*** RECORDS FOR PROCESSING ***
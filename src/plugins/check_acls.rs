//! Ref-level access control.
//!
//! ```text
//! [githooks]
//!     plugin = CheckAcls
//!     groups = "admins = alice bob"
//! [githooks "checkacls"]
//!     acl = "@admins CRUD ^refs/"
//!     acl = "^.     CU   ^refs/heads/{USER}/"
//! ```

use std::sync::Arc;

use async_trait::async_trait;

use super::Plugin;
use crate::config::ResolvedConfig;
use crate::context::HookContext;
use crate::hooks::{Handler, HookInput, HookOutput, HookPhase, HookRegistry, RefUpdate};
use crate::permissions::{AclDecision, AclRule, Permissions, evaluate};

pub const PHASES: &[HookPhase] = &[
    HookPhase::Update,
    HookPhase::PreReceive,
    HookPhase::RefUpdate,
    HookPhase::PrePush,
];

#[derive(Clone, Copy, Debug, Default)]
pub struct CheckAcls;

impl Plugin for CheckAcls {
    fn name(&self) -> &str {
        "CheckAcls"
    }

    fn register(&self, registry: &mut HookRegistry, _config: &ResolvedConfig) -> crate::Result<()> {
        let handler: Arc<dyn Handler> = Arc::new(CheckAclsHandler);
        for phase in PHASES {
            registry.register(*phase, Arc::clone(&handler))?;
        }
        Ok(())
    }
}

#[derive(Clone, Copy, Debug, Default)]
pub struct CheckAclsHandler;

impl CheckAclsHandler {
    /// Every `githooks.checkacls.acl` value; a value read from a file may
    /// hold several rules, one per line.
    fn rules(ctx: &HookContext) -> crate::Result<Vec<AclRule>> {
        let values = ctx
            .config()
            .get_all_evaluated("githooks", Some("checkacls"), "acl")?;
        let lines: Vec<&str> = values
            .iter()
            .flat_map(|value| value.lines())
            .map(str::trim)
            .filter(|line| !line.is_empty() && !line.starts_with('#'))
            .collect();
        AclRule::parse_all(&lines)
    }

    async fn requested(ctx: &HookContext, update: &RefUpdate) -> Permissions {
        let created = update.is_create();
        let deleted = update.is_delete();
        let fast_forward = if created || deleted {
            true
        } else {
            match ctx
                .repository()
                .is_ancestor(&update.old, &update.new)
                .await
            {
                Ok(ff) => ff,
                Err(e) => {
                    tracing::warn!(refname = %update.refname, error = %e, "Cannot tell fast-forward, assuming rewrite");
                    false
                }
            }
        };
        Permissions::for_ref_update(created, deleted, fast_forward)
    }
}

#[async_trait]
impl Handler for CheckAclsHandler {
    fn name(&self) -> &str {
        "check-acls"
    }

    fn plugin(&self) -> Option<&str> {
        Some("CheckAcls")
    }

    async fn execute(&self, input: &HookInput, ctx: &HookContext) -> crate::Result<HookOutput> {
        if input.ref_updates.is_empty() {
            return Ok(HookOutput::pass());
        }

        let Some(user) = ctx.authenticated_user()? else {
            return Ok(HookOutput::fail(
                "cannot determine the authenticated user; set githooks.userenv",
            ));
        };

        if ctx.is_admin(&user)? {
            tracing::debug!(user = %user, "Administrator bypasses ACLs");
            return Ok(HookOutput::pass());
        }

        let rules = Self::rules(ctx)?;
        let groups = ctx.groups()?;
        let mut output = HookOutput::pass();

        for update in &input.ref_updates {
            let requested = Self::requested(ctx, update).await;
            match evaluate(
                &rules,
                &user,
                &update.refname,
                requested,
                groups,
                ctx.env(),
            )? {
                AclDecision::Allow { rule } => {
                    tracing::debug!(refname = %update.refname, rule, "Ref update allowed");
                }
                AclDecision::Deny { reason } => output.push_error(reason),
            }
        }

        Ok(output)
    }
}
*** End of RECORDS FOR PROCESSING ***
**WHAT TO WORK ON**
All lines from the start of the entries through the line where "use super::Plugin;" sits should be duplicated exactly, with nothing else in the output.

**SOLUTION FOR THIS TASK**
filename src/plugins/check_acls.rs
//! Ref-level access control.
//!
//! ```text
//! [githooks]
//!     plugin = CheckAcls
//!     groups = "admins = alice bob"
//! [githooks "checkacls"]
//!     acl = "@admins CRUD ^refs/"
//!     acl = "^.     CU   ^refs/heads/{USER}/"
//! ```

use std::sync::Arc;

use async_trait::async_trait;

use super::Plugin;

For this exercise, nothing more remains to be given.